_Task to carry out_:
Each record is to be printed again precisely as it reads.

───── Material shown ─────

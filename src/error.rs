use std::path::PathBuf;

use thiserror::Error;

/// Errors raised by the parsing, loading and filtering layers
#[derive(Debug, Error)]
pub enum Error {
    #[error("I/O error on \"{}\": {source}", .path.display())]
    Io {
        path: PathBuf,
        #[source]
        source: std::io::Error,
    },

    #[error("file \"{}\" does not exist", .0.display())]
    NotFound(PathBuf),

    /// Decompression failures and zip archives that do not hold exactly one file
    #[error("unreadable archive \"{}\": {reason}", .path.display())]
    Archive { path: PathBuf, reason: String },

    /// The grammar resource is missing or malformed
    #[error("configuration error: {0}")]
    Config(String),

    #[error("key '{expected}' not found at current position (found '{found}'), even though it was not optional")]
    Parse { expected: String, found: String },

    #[error("not a FASTA entry: {0}")]
    InvalidFasta(String),

    #[error("field '{0}' is missing from the parsed record")]
    MissingField(String),

    #[error("{0} line(s) left unconsumed at the end of the record")]
    TrailingLines(usize),

    #[error("unable to determine the database format of \"{}\"", .0.display())]
    UnknownFormat(PathBuf),

    #[error("no database file has been loaded")]
    NotLoaded,

    #[error("the loader has been closed")]
    Closed,

    #[error("no filter named '{name}' is registered for {format}")]
    UnknownFilter { name: String, format: String },

    #[error("invalid argument for filter '{name}': {reason}")]
    InvalidFilterArgument { name: String, reason: String },
}

impl Error {
    /// Whether the error only concerns the current entry, so reading can carry on with
    /// the next one. Every other error comes from the source itself and repeats.
    pub fn is_record_error(&self) -> bool {
        matches!(
            self,
            Error::Parse { .. }
                | Error::MissingField(_)
                | Error::TrailingLines(_)
                | Error::InvalidFasta(_)
        )
    }

    pub(crate) fn io(path: impl Into<PathBuf>, source: std::io::Error) -> Self {
        Error::Io {
            path: path.into(),
            source,
        }
    }
}

pub type Result<T> = std::result::Result<T, Error>;

#[cfg(test)]
mod tests {
    use super::*;

    #[test]
    fn test_record_errors() {
        assert!(Error::MissingField("AC".to_string()).is_record_error());
        assert!(Error::TrailingLines(2).is_record_error());
        assert!(!Error::NotLoaded.is_record_error());
        assert!(!Error::io(
            "db.dat.gz",
            std::io::Error::new(std::io::ErrorKind::UnexpectedEof, "truncated")
        )
        .is_record_error());
    }
}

─────

_Solved problem_:
filename src/error.rs
use std::path::PathBuf;

use thiserror::Error;

/// Errors raised by the parsing, loading and filtering layers
#[derive(Debug, Error)]
pub enum Error {
    #[error("I/O error on \"{}\": {source}", .path.display())]
    Io {
        path: PathBuf,
        #[source]
        source: std::io::Error,
    },

    #[error("file \"{}\" does not exist", .0.display())]
    NotFound(PathBuf),

    /// Decompression failures and zip archives that do not hold exactly one file
    #[error("unreadable archive \"{}\": {reason}", .path.display())]
    Archive { path: PathBuf, reason: String },

    /// The grammar resource is missing or malformed
    #[error("configuration error: {0}")]
    Config(String),

    #[error("key '{expected}' not found at current position (found '{found}'), even though it was not optional")]
    Parse { expected: String, found: String },

    #[error("not a FASTA entry: {0}")]
    InvalidFasta(String),

    #[error("field '{0}' is missing from the parsed record")]
    MissingField(String),

    #[error("{0} line(s) left unconsumed at the end of the record")]
    TrailingLines(usize),

    #[error("unable to determine the database format of \"{}\"", .0.display())]
    UnknownFormat(PathBuf),

    #[error("no database file has been loaded")]
    NotLoaded,

    #[error("the loader has been closed")]
    Closed,

    #[error("no filter named '{name}' is registered for {format}")]
    UnknownFilter { name: String, format: String },

    #[error("invalid argument for filter '{name}': {reason}")]
    InvalidFilterArgument { name: String, reason: String },
}

impl Error {
    /// Whether the error only concerns the current entry, so reading can carry on with
    /// the next one. Every other error comes from the source itself and repeats.
    pub fn is_record_error(&self) -> bool {
        matches!(
            self,
            Error::Parse { .. }
                | Error::MissingField(_)
                | Error::TrailingLines(_)
                | Error::InvalidFasta(_)
        )
    }

    pub(crate) fn io(path: impl Into<PathBuf>, source: std::io::Error) -> Self {
        Error::Io {
            path: path.into(),
            source,
        }
    }
}

pub type Result<T> = std::result::Result<T, Error>;

#[cfg(test)]
mod tests {
    use super::*;

    #[test]
    fn test_record_errors() {
        assert!(Error::MissingField("AC".to_string()).is_record_error());
        assert!(Error::TrailingLines(2).is_record_error());
        assert!(!Error::NotLoaded.is_record_error());
        assert!(!Error::io(
            "db.dat.gz",
            std::io::Error::new(std::io::ErrorKind::UnexpectedEof, "truncated")
        )
        .is_record_error());
    }
}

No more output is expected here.